Their findings, which will be published in Nature Cell Biology today, may have implications for both, regenerative medicine and treatment of myeloid leukemia.
The ability to reprogram cells has revolutionized stem cell research with major implications for almost all fields of modern biology. A decade ago Shinya Yamanaka described a procedure that revolutionized stem cell biology. Using a genetic trick that introduces a cocktail of four genes into cultured cells from human biopsies, he was able to generate induced pluripotent stem cells (iPS) from mature skin or blood cells.
iPS cells are very similar to embryonic stem cells and can be re-transformed into skin cells and blood, but also into nerve cells and other cells in the body, making them highly attractive for regenerative medicine. Many laboratories around the world are using patient-derived iPS cells to study the patient's disease in a dish and to develop compounds to treat the disease. Other laboratories are studying how such 'reprogramming' works to improve current protocols to generate high quality iPS cells for cell-based therapy. Until now, these studies have been hampered by the fact that in biopsy-derived cultures only very few cells convert into iPS cells and that those that do, called 'elite cells', cannot be recognized before they are converted.
Now, a European team of scientists led by senior group leader Thomas Graf and his laboratory at the Centre for Genomic Regulation in Barcelona, Spain, have made a big step towards creating such elite cells, discovering a surprising connection between iPS cell reprogramming, blood cell formation in the body and blood cancer.
In previous work, the Graf laboratory found that introduction of a protein called C/EBPa into mouse lymphocytes, which are immune cells, almost magically turns them into elite cells for reprogramming by the Yamanaka cocktail. Both C/EBPa and the four Yamanaka factors are so called transcription factors: proteins that bind to specific sequences in the DNA, thereby turning the activity of genes embedded in chromatin on or off. Changes in gene expression are essential for cell reprogramming, since genes important for stem cell functions must be turned on, while genes important for the starting cells or its specialization must be turned off.

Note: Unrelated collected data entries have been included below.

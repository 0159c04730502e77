/*
Copyright (c) 2022 VMware, Inc.
SPDX-License-Identifier: MIT
Permission is hereby granted, free of charge, to any person obtaining a copy
of this software and associated documentation files (the "Software"), to deal
in the Software without restriction, including without limitation the rights
to use, copy, modify, merge, publish, distribute, sublicense, and/or sell
copies of the Software, and to permit persons to whom the Software is
furnished to do so, subject to the following conditions:
The above copyright notice and this permission notice shall be included in all
copies or substantial portions of the Software.
THE SOFTWARE IS PROVIDED "AS IS", WITHOUT WARRANTY OF ANY KIND, EXPRESS OR
IMPLIED, INCLUDING BUT NOT LIMITED TO THE WARRANTIES OF MERCHANTABILITY,
FITNESS FOR A PARTICULAR PURPOSE AND NONINFRINGEMENT. IN NO EVENT SHALL THE
AUTHORS OR COPYRIGHT HOLDERS BE LIABLE FOR ANY CLAIM, DAMAGES OR OTHER
LIABILITY, WHETHER IN AN ACTION OF CONTRACT, TORT OR OTHERWISE, ARISING FROM,
OUT OF OR IN CONNECTION WITH THE SOFTWARE OR THE USE OR OTHER DEALINGS IN THE
SOFTWARE.
 */

/// Lifecycle of the supervised child.
///
/// `Starting` -> `Up` happens once per fork, right before the supervisor re-enters `poll()`.
/// `Up` and `Ready` are both "running normally"; nothing in this crate currently promotes a
/// child from `Up` to `Ready` on its own, but the state exists so that an IPC method could mark
/// the child ready once it's done its own startup work, without conflating that with "running".
#[derive(Clone, Copy, Debug, PartialEq, Eq)]
pub enum ChildProcState {
    Initial,
    Starting,
    Up,
    Ready,
    Crashed,
    Stopping,
    Down,
}
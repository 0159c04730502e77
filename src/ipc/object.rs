/*
Copyright (c) 2022 VMware, Inc.
SPDX-License-Identifier: MIT
Permission is hereby granted, free of charge, to any person obtaining a copy
of this software and associated documentation files (the "Software"), to deal
in the Software without restriction, including without limitation the rights
to use, copy, modify, merge, publish, distribute, sublicense, and/or sell
copies of the Software, and to permit persons to whom the Software is
furnished to do so, subject to the following conditions:
The above copyright notice and this permission notice shall be included in all
copies or substantial portions of the Software.
THE SOFTWARE IS PROVIDED "AS IS", WITHOUT WARRANTY OF ANY KIND, EXPRESS OR
IMPLIED, INCLUDING BUT NOT LIMITED TO THE WARRANTIES OF MERCHANTABILITY,
FITNESS FOR A PARTICULAR PURPOSE AND NONINFRINGEMENT. IN NO EVENT SHALL THE
AUTHORS OR COPYRIGHT HOLDERS BE LIABLE FOR ANY CLAIM, DAMAGES OR OTHER
LIABILITY, WHETHER IN AN ACTION OF CONTRACT, TORT OR OTHERWISE, ARISING FROM,
OUT OF OR IN CONNECTION WITH THE SOFTWARE OR THE USE OR OTHER DEALINGS IN THE
SOFTWARE.
 */

//! The IPC object: a typed key/value tree with a small fixed header, used for every message
//! exchanged with the manager. The wire encoding (length-prefixed JSON, see [`crate::ipc::codec`])
//! is this crate's own choice; only the header fields and the request/reply shape are part of
//! the protocol.

use serde_json::{Map, Value};

pub const VERSION: u64 = 1;

/// Builds a fresh object with the standard header populated. Method-specific fields are added
/// by the caller after this returns.
pub fn prepare(method: &str, id: u64, reply: bool) -> Map<String, Value> {
    let mut obj = Map::new();
    obj.insert("ipc:version".into(), Value::from(VERSION));
    obj.insert("ipc:id".into(), Value::from(id));
    obj.insert("ipc:method".into(), Value::from(method));
    obj.insert("ipc:reply".into(), Value::from(reply));
    obj
}

pub fn is_reply(obj: &Map<String, Value>) -> bool {
    obj.get("ipc:reply").and_then(Value::as_bool).unwrap_or(false)
}

/// An object is valid if it carries all four header fields with the right types. Anything else
/// -- a missing field, a reply flag that isn't a bool, a method that isn't a string -- is
/// rejected outright rather than partially trusted.
pub fn validate(obj: &Map<String, Value>) -> bool {
    obj.get("ipc:reply").map(Value::is_boolean).unwrap_or(false)
        && obj.get("ipc:method").map(Value::is_string).unwrap_or(false)
        && obj.get("ipc:id").map(Value::is_u64).unwrap_or(false)
        && obj.get("ipc:version").map(Value::is_u64).unwrap_or(false)
}

pub fn method(obj: &Map<String, Value>) -> Option<&str> {
    obj.get("ipc:method").and_then(Value::as_str)
}

pub fn id(obj: &Map<String, Value>) -> Option<u64> {
    obj.get("ipc:id").and_then(Value::as_u64)
}

#[cfg(test)]
mod tests {
    use super::*;

    #[test]
    fn prepared_object_round_trips_through_validate() {
        let obj = prepare("status", 7, false);
        assert!(validate(&obj));
        assert!(!is_reply(&obj));
        assert_eq!(method(&obj), Some("status"));
        assert_eq!(id(&obj), Some(7));
    }

    #[test]
    fn missing_header_field_is_invalid() {
        let mut obj = prepare("kill", 1, true);
        obj.remove("ipc:version");
        assert!(!validate(&obj));
    }

    #[test]
    fn wrong_typed_header_field_is_invalid() {
        let mut obj = prepare("kill", 1, true);
        obj.insert("ipc:id".into(), Value::from("not a number"));
        assert!(!validate(&obj));
    }

    #[test]
    fn object_with_no_reply_field_is_not_a_reply() {
        let obj = Map::new();
        assert!(!is_reply(&obj));
    }
}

In work now published in Nature Cell Biology, Bruno Di Stefano in Graf's group, in collaboration with Janus Jakobsen and Bo Porse from the Biotech Research and Innovation Centre at the University of Copenhagen, Samuel Collombet and Denis Thieffry from the Ecole Normal Superieure in Paris, and Michael Wierer and Matthias Mann from the Max Planck Institute in Martinsried, found that C/EBPa changes the chromatin and the proteome of B-lymphocytes to make it receptive to the action of the Yamanaka factors. "We have made major advances to understand how C/EBPa contributes to cell reprogramming, allowing us to obtain elite cells in a highly effective manner. We also found that such artificially created elite cells are very similar to white blood cell progenitors in the bone marrow called 'GMPs' or myeloblasts, which themselves require C/EBPa for their formation," explains principal investigator Thomas Graf. Importantly, GMPs are also a sort of 'elite cells' for cancer, as animals in which C/EBPa is removed become resistant to the development of acute myeloblastic leukemia since their myeloblasts are unable to respond to oncogenes required for tumor formation. The new studies therefore showed that the transcription factor C/EBPa establishes a connection between the formation of pluripotent stem cells, the specification of blood cells in the bone marrow, and the generation of myeloblastic cancer cells. "Our findings may have implications for both the improvement of protocols to generate stem cells needed in regenerative medicine and the discovery of new targets for treatment of myeloid leukemia" states Bruno Di Stefano, co-first author of this work at Graf's laboratory in the Centre for Genomic Regulation (CRG) in Barcelona, Spain and currently working at Harvard University, United States. "Our work sheds new light on how changes in protein stability and chromatin accessibility influence cell proliferation and cancer," adds Janus Jakobsen co-first author of this work.